> [Description of the task] Write out exactly the lines of the entries below from the one holding "impl<E: LintEngine, P: Preprocessor> Preprocessor" to the one holding "let engine = |paths: &[PathBuf]|", inclusive, and leave out all other lines.

> [Input material]
******************************
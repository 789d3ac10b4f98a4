use serde::{Deserialize, Serialize};
use serde_json::{Map, Value};
use std::path::{Path, PathBuf};

/// The file handed to a preprocessor: where the source lives, where the
/// processed output should go, and whatever else the bundler attached to it.
///
/// Fields other than the two paths are kept as-is in `extra` so that a
/// descriptor read from JSON can be passed on without losing anything.
#[derive(Clone, Debug, Default, PartialEq, Serialize, Deserialize)]
#[serde(rename_all = "camelCase")]
pub struct FileDescriptor {
    pub file_path: PathBuf,
    pub output_path: PathBuf,
    #[serde(flatten)]
    pub extra: Map<String, Value>,
}

impl FileDescriptor {
    pub fn new(file_path: impl Into<PathBuf>, output_path: impl Into<PathBuf>) -> Self {
        Self {
            file_path: file_path.into(),
            output_path: output_path.into(),
            extra: Map::new(),
        }
    }

    pub fn with_extra(mut self, key: impl Into<String>, value: Value) -> Self {
        self.extra.insert(key.into(), value);
        self
    }

    pub fn file_path(&self) -> &Path {
        &self.file_path
    }

    pub fn output_path(&self) -> &Path {
        &self.output_path
    }
}
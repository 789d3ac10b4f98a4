use std::fs;
use std::path::{Path, PathBuf};
use std::process::Command;

use tempfile::TempDir;

/// A directory with a `prelint.toml` that points to a fake linter. The fake
/// linter prints `report.json`, with `__FILE__` replaced by the absolute path
/// of the linted file.
pub struct TestProject {
    // Keeps the directory alive.
    _directory: TempDir,
    pub root: PathBuf,
}

impl TestProject {
    pub fn new(report: &str) -> anyhow::Result<Self> {
        let directory = TempDir::new()?;
        let root = directory.path().canonicalize()?;

        fs::write(
            root.join("lint.sh"),
            "sed \"s#__FILE__#$(pwd -P)/$1#g\" report.json\n",
        )?;
        fs::write(root.join("report.json"), report)?;
        fs::write(
            root.join("prelint.toml"),
            "[lint]\ncommand = \"sh\"\nargs = [\"lint.sh\"]\n",
        )?;

        Ok(Self { _directory: directory, root })
    }

    pub fn write(&self, path: &str, content: &str) -> anyhow::Result<()> {
        let path = self.root.join(path);
        if let Some(parent) = path.parent() {
            fs::create_dir_all(parent)?;
        }
        fs::write(path, content)?;
        Ok(())
    }

    pub fn read(&self, path: &str) -> anyhow::Result<String> {
        Ok(fs::read_to_string(self.root.join(path))?)
    }

    pub fn command(&self) -> Command {
        let mut command = Command::new(binary_path());
        command.current_dir(&self.root).arg("--no-color");
        command
    }
}

pub fn binary_path() -> PathBuf {
    PathBuf::from(env!("CARGO_BIN_EXE_prelint"))
}

pub trait CommandExt {
    /// Run the command and format its status and output for snapshots.
    /// `root` is replaced by `[TEMP]`.
    fn run_in(&mut self, root: &Path) -> String;
}

impl CommandExt for Command {
    fn run_in(&mut self, root: &Path) -> String {
        let output = self.output().expect("Failed to run prelint");
        let stdout = String::from_utf8_lossy(&output.stdout);
        let stderr = String::from_utf8_lossy(&output.stderr);
        let root = root.display().to_string();

        format!(
            "success: {}\nexit_code: {}\n----- stdout -----\n{}\n----- stderr -----\n{}",
            output.status.success(),
            output.status.code().unwrap_or(-1),
            stdout.replace(&root, "[TEMP]"),
            stderr.replace(&root, "[TEMP]"),
        )
    }
}
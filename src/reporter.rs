use std::env;
use std::io::{self, Write};
use std::path::{Path, PathBuf};
use std::sync::{Mutex, PoisonError};

use crate::diagnostic::LintReport;
use crate::emitter::ConsoleEmitter;
use crate::engine::LintEngine;
use crate::error::EngineError;
use crate::file::FileDescriptor;
use crate::preprocessor::{BundleOptions, BundlePreprocessor, Preprocessor};

type Sink = Box<dyn Write + Send>;

/// Lints a file, prints what the linter found, then hands the file over to a
/// preprocessor and returns whatever the preprocessor returned.
///
/// A `Reporter` is itself a [`Preprocessor`], so it can be dropped in front
/// of any step expecting one.
pub struct Reporter<E, P = BundlePreprocessor> {
    engine: E,
    preprocessor: P,
    emitter: ConsoleEmitter,
    sink: Mutex<Sink>,
    cwd: Option<PathBuf>,
}

/// Build a reporter that forwards files to the default [`BundlePreprocessor`].
pub fn create_reporter<E: LintEngine>(engine: E) -> Reporter<E> {
    Reporter::new(engine)
}

impl<E> Reporter<E, BundlePreprocessor> {
    /// The default preprocessor is built here, once per reporter.
    pub fn new(engine: E) -> Self {
        Self::with_preprocessor(engine, BundlePreprocessor::new(BundleOptions::default()))
    }
}

impl<E, P> Reporter<E, P> {
    pub fn with_preprocessor(engine: E, preprocessor: P) -> Self {
        Self {
            engine,
            preprocessor,
            emitter: ConsoleEmitter::new(false),
            sink: Mutex::new(Box::new(io::stdout())),
            cwd: None,
        }
    }

    /// Color diagnostics by severity.
    pub fn colored(mut self, colored: bool) -> Self {
        self.emitter = ConsoleEmitter::new(colored);
        self
    }

    /// Where diagnostics are printed. Defaults to stdout.
    pub fn sink(mut self, sink: impl Write + Send + 'static) -> Self {
        self.sink = Mutex::new(Box::new(sink));
        self
    }

    /// Directory that relative paths are shown against. Defaults to the
    /// current directory at the time of each call.
    pub fn cwd(mut self, cwd: impl Into<PathBuf>) -> Self {
        self.cwd = Some(cwd.into());
        self
    }

    pub fn preprocessor(&self) -> &P {
        &self.preprocessor
    }

    fn current_dir(&self) -> PathBuf {
        working_dir(self.cwd.as_deref(), env::current_dir)
    }

    fn print(&self, output: &[u8]) {
        if output.is_empty() {
            return;
        }
        let mut sink = self.sink.lock().unwrap_or_else(PoisonError::into_inner);
        if let Err(err) = sink.write_all(output).and_then(|_| sink.flush()) {
            tracing::warn!("Failed to print diagnostics: {err}");
        }
    }
}

/// The explicit directory if there is one, otherwise the process's. Paths are
/// then shown relative to `.` when the latter can't be read.
fn working_dir(explicit: Option<&Path>, current: impl FnOnce() -> io::Result<PathBuf>) -> PathBuf {
    if let Some(cwd) = explicit {
        return cwd.to_path_buf();
    }
    match current() {
        Ok(cwd) => cwd,
        Err(err) => {
            tracing::warn!("Failed to read the current directory: {err}");
            PathBuf::from(".")
        }
    }
}

impl<E: LintEngine, P> Reporter<E, P> {
    /// Lint `file` and print the diagnostics, without preprocessing it.
    pub fn report(&self, file: &FileDescriptor) -> Result<LintReport, EngineError> {
        tracing::debug!("Linting {}", file.file_path().display());
        let report = self
            .engine
            .execute_on_files(&[file.file_path().to_path_buf()])?;

        let mut output = Vec::new();
        if let Err(err) =
            self.emitter
                .emit(&mut output, file.file_path(), &report, &self.current_dir())
        {
            tracing::warn!("Failed to render diagnostics: {err}");
        }
        self.print(&output);

        Ok(report)
    }
}

impl<E: LintEngine, P: Preprocessor> Reporter<E, P> {
    /// Lint and print, then preprocess `file`.
    ///
    /// A linter failure is returned as is and the preprocessor doesn't run.
    /// The preprocessor's output, successful or not, is returned untouched.
    pub fn run(&self, file: &FileDescriptor) -> Result<P::Output, EngineError> {
        self.run_with_report(file).map(|(_, output)| output)
    }

    /// Same as [`Reporter::run`], but also hands back the lint report.
    pub fn run_with_report(
        &self,
        file: &FileDescriptor,
    ) -> Result<(LintReport, P::Output), EngineError> {
        let report = self.report(file)?;
        tracing::debug!("Preprocessing {}", file.file_path().display());
        Ok((report, self.preprocessor.preprocess(file)))
    }
}

impl<E: LintEngine, P: Preprocessor> Preprocessor for Reporter<E, P> {
    type Output = Result<P::Output, EngineError>;

    fn preprocess(&self, file: &FileDescriptor) -> Self::Output {
        self.run(file)
    }
}

#[cfg(test)]
mod tests {
    use super::*;
    use crate::diagnostic::{Diagnostic, FileResult, Severity};
    use std::cell::{Cell, RefCell};
    use std::sync::Arc;

    #[derive(Clone, Default)]
    struct SharedBuffer(Arc<Mutex<Vec<u8>>>);

    impl SharedBuffer {
        fn contents(&self) -> String {
            String::from_utf8(self.0.lock().unwrap().clone()).unwrap()
        }
    }

    impl Write for SharedBuffer {
        fn write(&mut self, buf: &[u8]) -> io::Result<usize> {
            self.0.lock().unwrap().write(buf)
        }

        fn flush(&mut self) -> io::Result<()> {
            Ok(())
        }
    }

    fn file() -> FileDescriptor {
        FileDescriptor::new(
            "/home/me/project/my-tests.e2e-spec.js",
            "/tmp/user/project/my-tests.e2e-spec.js",
        )
    }

    fn engine(messages: Vec<Diagnostic>) -> impl Fn(&[PathBuf]) -> Result<LintReport, EngineError> {
        let report = LintReport::from_results(vec![FileResult::new(file().file_path, messages)]);
        move |_| Ok(report.clone())
    }

    fn failing_engine(message: &str) -> impl Fn(&[PathBuf]) -> Result<LintReport, EngineError> {
        let message = message.to_string();
        move |_| Err(EngineError::Other(message.clone()))
    }

    fn indent_error() -> Diagnostic {
        Diagnostic::new(
            24,
            17,
            Severity::Error,
            "Expected indentation of 2 spaces but found 4",
            "indent",
        )
    }

    #[test]
    fn test_lints_the_file_path() {
        let seen = RefCell::new(Vec::new());
        let engine = |paths: &[PathBuf]| -> Result<LintReport, EngineError> {
            seen.borrow_mut().extend_from_slice(paths);
            Ok(LintReport::default())
        };
        let reporter = Reporter::with_preprocessor(engine, |_: &FileDescriptor| ())
            .sink(SharedBuffer::default());

        reporter.run(&file()).unwrap();

        assert_eq!(
            *seen.borrow(),
            vec![PathBuf::from("/home/me/project/my-tests.e2e-spec.js")]
        );
    }

    #[test]
    fn test_clean_report_prints_nothing_and_still_preprocesses() {
        let calls = Cell::new(0);
        let buffer = SharedBuffer::default();
        let reporter = Reporter::with_preprocessor(engine(vec![]), |f: &FileDescriptor| {
            calls.set(calls.get() + 1);
            f.clone()
        })
        .sink(buffer.clone());

        let preprocessed = reporter.run(&file()).unwrap();

        assert_eq!(calls.get(), 1);
        assert_eq!(preprocessed, file());
        assert_eq!(buffer.contents(), "");
    }

    #[test]
    fn test_custom_preprocessor_result_is_returned_unchanged() {
        let reporter = Reporter::with_preprocessor(
            engine(vec![indent_error()]),
            |_: &FileDescriptor| "custom preprocessed file!",
        )
        .sink(SharedBuffer::default());

        assert_eq!(reporter.run(&file()).unwrap(), "custom preprocessed file!");
    }

    #[test]
    fn test_file_reaches_the_preprocessor_untouched() {
        let file = file()
            .with_extra("shouldWatch", serde_json::json!(true))
            .with_extra("browser", serde_json::json!({"name": "chrome"}));
        let reporter = Reporter::with_preprocessor(
            engine(vec![indent_error()]),
            |f: &FileDescriptor| f.clone(),
        )
        .sink(SharedBuffer::default());

        let received = reporter.run(&file).unwrap();

        assert_eq!(received, file);
        assert_eq!(received.extra.get("shouldWatch"), Some(&serde_json::json!(true)));
    }

    #[test]
    fn test_preprocessor_failure_is_returned_unchanged() {
        let reporter = Reporter::with_preprocessor(
            engine(vec![]),
            |_: &FileDescriptor| -> Result<(), String> { Err("bundle failed".to_string()) },
        )
        .sink(SharedBuffer::default());

        assert_eq!(reporter.run(&file()).unwrap(), Err("bundle failed".to_string()));
    }

    #[test]
    fn test_engine_failure_skips_preprocessing() {
        let calls = Cell::new(0);
        let reporter = Reporter::with_preprocessor(
            failing_engine("No ESLint configuration found"),
            |_: &FileDescriptor| calls.set(calls.get() + 1),
        )
        .sink(SharedBuffer::default());

        let err = reporter.run(&file()).unwrap_err();

        assert_eq!(err.to_string(), "No ESLint configuration found");
        assert_eq!(calls.get(), 0);
    }

    #[test]
    fn test_errors_and_warnings_are_printed_apart() {
        let buffer = SharedBuffer::default();
        let reporter = Reporter::with_preprocessor(
            engine(vec![
                indent_error(),
                Diagnostic::new(54, 9, Severity::Warning, "\"a\" is not defined", "no-undef"),
            ]),
            |_: &FileDescriptor| (),
        )
        .sink(buffer.clone())
        .cwd("/home/me");

        reporter.run(&file()).unwrap();
        let output = buffer.contents();

        assert!(output.contains("\nERROR in /home/me/project/my-tests.e2e-spec.js\n"));
        assert!(output.contains("\nWARNING in /home/me/project/my-tests.e2e-spec.js\n"));
        assert!(output.contains("\nproject/my-tests.e2e-spec.js\n"));

        let (error_section, warning_section) = output.split_once("WARNING in").unwrap();
        assert_eq!(error_section.matches("Expected indentation").count(), 1);
        assert!(!error_section.contains("is not defined"));
        assert_eq!(warning_section.matches("is not defined").count(), 1);
        assert!(!warning_section.contains("Expected indentation"));
    }

    #[test]
    fn test_report_returns_the_lint_report() {
        let reporter = Reporter::with_preprocessor(engine(vec![indent_error()]), |_: &FileDescriptor| ())
            .sink(SharedBuffer::default());

        let report = reporter.report(&file()).unwrap();

        assert_eq!(report.error_count, 1);
        assert_eq!(report.results[0].messages[0], indent_error());
    }

    #[test]
    fn test_working_dir() {
        let unreadable = || Err(io::Error::new(io::ErrorKind::NotFound, "removed"));

        assert_eq!(working_dir(Some(Path::new("/home/me")), unreadable), PathBuf::from("/home/me"));
        assert_eq!(working_dir(None, || Ok(PathBuf::from("/srv"))), PathBuf::from("/srv"));
        assert_eq!(working_dir(None, unreadable), PathBuf::from("."));
    }

    #[test]
    fn test_default_preprocessor_uses_default_options() {
        let reporter = create_reporter(engine(vec![]));
        assert_eq!(reporter.preprocessor().options(), &BundleOptions::default());
    }

    #[test]
    fn test_default_preprocessor_receives_the_file() -> anyhow::Result<()> {
        let directory = tempfile::TempDir::new()?;
        let input = directory.path().join("spec.js");
        let output = directory.path().join("out").join("spec.js");
        std::fs::write(&input, "describe('app', () => {});\n")?;

        let file = FileDescriptor::new(&input, &output);
        let reporter = create_reporter(engine(vec![])).sink(SharedBuffer::default());
        let preprocessed = reporter.run(&file)??;

        assert_eq!(preprocessed, output);
        assert_eq!(
            std::fs::read_to_string(Path::new(&output))?,
            "describe('app', () => {});\n"
        );
        Ok(())
    }

    #[test]
    fn test_reporters_chain() {
        let outer_calls = Cell::new(0);
        let inner = Reporter::with_preprocessor(engine(vec![]), |_: &FileDescriptor| 42)
            .sink(SharedBuffer::default());
        let outer_engine = |_: &[PathBuf]| -> Result<LintReport, EngineError> {
            outer_calls.set(outer_calls.get() + 1);
            Ok(LintReport::default())
        };
        let outer = Reporter::with_preprocessor(outer_engine, inner).sink(SharedBuffer::default());

        let result = outer.run(&file()).unwrap().unwrap();

        assert_eq!(result, 42);
        assert_eq!(outer_calls.get(), 1);
    }

    #[test]
    fn test_future_is_returned_without_being_polled() {
        use std::future::Future;
        use std::pin::Pin;
        use std::task::{Context, Poll};

        struct Deferred<'a>(&'a Cell<bool>);

        impl Future for Deferred<'_> {
            type Output = &'static str;

            fn poll(self: Pin<&mut Self>, _: &mut Context<'_>) -> Poll<Self::Output> {
                self.0.set(true);
                Poll::Ready("bundled later")
            }
        }

        let polled = Cell::new(false);
        let reporter =
            Reporter::with_preprocessor(engine(vec![]), |_: &FileDescriptor| Deferred(&polled))
                .sink(SharedBuffer::default());

        let future = reporter.run(&file()).unwrap();
        assert!(!polled.get());
        drop(future);
    }
}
******************************
> [Written answer]
impl<E: LintEngine, P: Preprocessor> Preprocessor for Reporter<E, P> {
    type Output = Result<P::Output, EngineError>;

    fn preprocess(&self, file: &FileDescriptor) -> Self::Output {
        self.run(file)
    }
}

#[cfg(test)]
mod tests {
    use super::*;
    use crate::diagnostic::{Diagnostic, FileResult, Severity};
    use std::cell::{Cell, RefCell};
    use std::sync::Arc;

    #[derive(Clone, Default)]
    struct SharedBuffer(Arc<Mutex<Vec<u8>>>);

    impl SharedBuffer {
        fn contents(&self) -> String {
            String::from_utf8(self.0.lock().unwrap().clone()).unwrap()
        }
    }

    impl Write for SharedBuffer {
        fn write(&mut self, buf: &[u8]) -> io::Result<usize> {
            self.0.lock().unwrap().write(buf)
        }

        fn flush(&mut self) -> io::Result<()> {
            Ok(())
        }
    }

    fn file() -> FileDescriptor {
        FileDescriptor::new(
            "/home/me/project/my-tests.e2e-spec.js",
            "/tmp/user/project/my-tests.e2e-spec.js",
        )
    }

    fn engine(messages: Vec<Diagnostic>) -> impl Fn(&[PathBuf]) -> Result<LintReport, EngineError> {
        let report = LintReport::from_results(vec![FileResult::new(file().file_path, messages)]);
        move |_| Ok(report.clone())
    }

    fn failing_engine(message: &str) -> impl Fn(&[PathBuf]) -> Result<LintReport, EngineError> {
        let message = message.to_string();
        move |_| Err(EngineError::Other(message.clone()))
    }

    fn indent_error() -> Diagnostic {
        Diagnostic::new(
            24,
            17,
            Severity::Error,
            "Expected indentation of 2 spaces but found 4",
            "indent",
        )
    }

    #[test]
    fn test_lints_the_file_path() {
        let seen = RefCell::new(Vec::new());
        let engine = |paths: &[PathBuf]| -> Result<LintReport, EngineError> {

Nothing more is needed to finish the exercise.